Mount Cloud Storage buckets as CSI ephemeral volumes


This guide shows you how to use CSI ephemeral volumes backed by your Cloud Storage buckets to automatically manage storage resources for your Kubernetes Pods or Jobs on Google Kubernetes Engine (GKE). CSI ephemeral volumes are tied to the Pod or Job lifecycle, and you don't need to manually handle PersistentVolume and PersistentVolumeClaim objects.

This guide is for Platform admins and operators who want to simplify storage management for their GKE applications.

Before reading this page, ensure you're familiar with CSI ephemeral volumes, Kubernetes Pods and Jobs, and Cloud Storage buckets.

If you are already familiar with PersistentVolumes and want consistency with your existing deployments that rely on this resource type, see Mount Cloud Storage buckets as persistent volumes.

Before you begin

Make sure you have completed these prerequisites:

How CSI ephemeral storage for Cloud Storage buckets work

CSI ephemeral volumes simplify storage management for your applications on GKE. You define CSI ephemeral volumes directly within your Pod or Job specification. Using CSI ephemeral volumes eliminates the need for separate PersistentVolume and PersistentVolumeClaim objects.

Using a CSI ephemeral volume involves these operations:

  1. Storage definition: You specify the storage in your Pod or Job's YAML file, including the CSI driver to use and any required parameters. For Cloud Storage FUSE CSI driver, you specify the bucket name and other relevant details.

    Optionally, you can fine-tune the performance of your CSI driver by using the file caching feature. File caching can boost GKE app performance by caching frequently accessed Cloud Storage files on a faster disk.

    Additionally, you can use the parallel download feature to accelerate reading large files from Cloud Storage for multi-threaded downloads.

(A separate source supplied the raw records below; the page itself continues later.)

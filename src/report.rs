// src/report.rs

use crate::error::ReportError;
use crate::model::{Metric, Report, Summary};
use std::fs::File;
use std::io::{BufWriter, Write};
use std::path::{Path, PathBuf};
use tempfile::NamedTempFile;

pub const ERROR_SEPARATOR: &str = "-----------------------";

const DATE_FORMAT: &str = "%d-%m-%Y";

/// Fixed CSV header, terminated with a newline.
pub fn csv_header() -> String {
    let mut columns = vec!["project", "date", "revision"];
    columns.extend(Metric::ALL.iter().map(|m| m.name()));
    let mut header = columns.join(",");
    header.push('\n');
    header
}

impl Summary {
    /// One CSV line, every metric column present.
    pub fn csv_row(&self) -> String {
        let mut fields = vec![
            escape(&self.project),
            self.date.format(DATE_FORMAT).to_string(),
            escape(&self.revision),
        ];
        fields.extend(self.counts.iter().map(|(_, value)| value.to_string()));
        let mut row = fields.join(",");
        row.push('\n');
        row
    }
}

fn escape(field: &str) -> String {
    if field.contains([',', '"', '\n', '\r']) {
        format!("\"{}\"", field.replace('"', "\"\""))
    } else {
        field.to_string()
    }
}

/// Render the CSV body (header + rows) of a report.
pub fn render_csv(report: &Report) -> String {
    let mut out = csv_header();
    for summary in report.summaries() {
        out.push_str(&summary.csv_row());
    }
    out
}

/// Render the error log: key, message, separator per record.
pub fn render_errors(report: &Report) -> String {
    let mut out = String::new();
    for record in report.errors() {
        out.push_str(&record.key);
        out.push('\n');
        out.push_str(&record.message);
        out.push('\n');
        out.push_str(ERROR_SEPARATOR);
        out.push('\n');
    }
    out
}

/// Paths written for one project
#[derive(Debug, Clone, PartialEq, Eq)]
pub struct ReportFiles {
    pub csv: PathBuf,
    pub errors: PathBuf,
}

/// Write `<project>.csv` and `<project>-errors.txt` into `dir`.
///
/// Each file is staged in a temp file next to its destination and renamed
/// into place, so a failed write leaves any previous file intact.
pub fn write_report(report: &Report, dir: &Path) -> Result<ReportFiles, ReportError> {
    let files = ReportFiles {
        csv: dir.join(format!("{}.csv", report.project)),
        errors: dir.join(format!("{}-errors.txt", report.project)),
    };
    write_atomic(&files.csv, render_csv(report).as_bytes())?;
    write_atomic(&files.errors, render_errors(report).as_bytes())?;
    Ok(files)
}

fn write_atomic(path: &Path, data: &[u8]) -> Result<(), ReportError> {
    let parent = path.parent().unwrap_or_else(|| Path::new("."));
    let mut tmp = NamedTempFile::new_in(parent).map_err(ReportError::io(parent))?;
    tmp.write_all(data).map_err(ReportError::io(path))?;
    tmp.flush().map_err(ReportError::io(path))?;
    tmp.persist(path).map_err(|source| ReportError::Persist {
        source,
        path: path.to_path_buf(),
    })?;
    Ok(())
}

/// The consolidated `results.csv` shared by all projects of a run.
pub struct ResultsWriter {
    path: PathBuf,
    writer: BufWriter<File>,
    rows: usize,
}

impl ResultsWriter {
    pub fn create(path: &Path) -> Result<Self, ReportError> {
        let file = File::create(path).map_err(ReportError::io(path))?;
        let mut writer = BufWriter::new(file);
        writer
            .write_all(csv_header().as_bytes())
            .map_err(ReportError::io(path))?;
        Ok(Self {
            path: path.to_path_buf(),
            writer,
            rows: 0,
        })
    }

    pub fn append(&mut self, report: &Report) -> Result<(), ReportError> {
        for summary in report.summaries() {
            self.writer
                .write_all(summary.csv_row().as_bytes())
                .map_err(ReportError::io(&self.path))?;
            self.rows += 1;
        }
        self.writer.flush().map_err(ReportError::io(&self.path))
    }

    pub fn finish(mut self) -> Result<usize, ReportError> {
        self.writer.flush().map_err(ReportError::io(&self.path))?;
        Ok(self.rows)
    }
}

You can use this feature to improve model load times, especially for reads of over 1 GB in size.

  2. Driver invocation: When you create the Pod or Job, GKE detects the ephemeral volume request and calls the Cloud Storage FUSE CSI driver.

  3. Volume mount and attachment: The CSI driver mounts the CSI ephmeral volume (which points to the underlying Cloud Storage bucket) and makes it available to the Pod or Job, making it accessible to your application. To fine-tune how buckets are mounted in the file system, you can use mount options. You can also use volume attributes to configure specific behavior of the Cloud Storage FUSE CSI driver.

  4. Lifecycle management: The ephemeral volume exists for the lifetime of the Pod or Job. When the Pod is deleted or the Job completes, the CSI driver automatically handles cleanup, and unmounting the volume.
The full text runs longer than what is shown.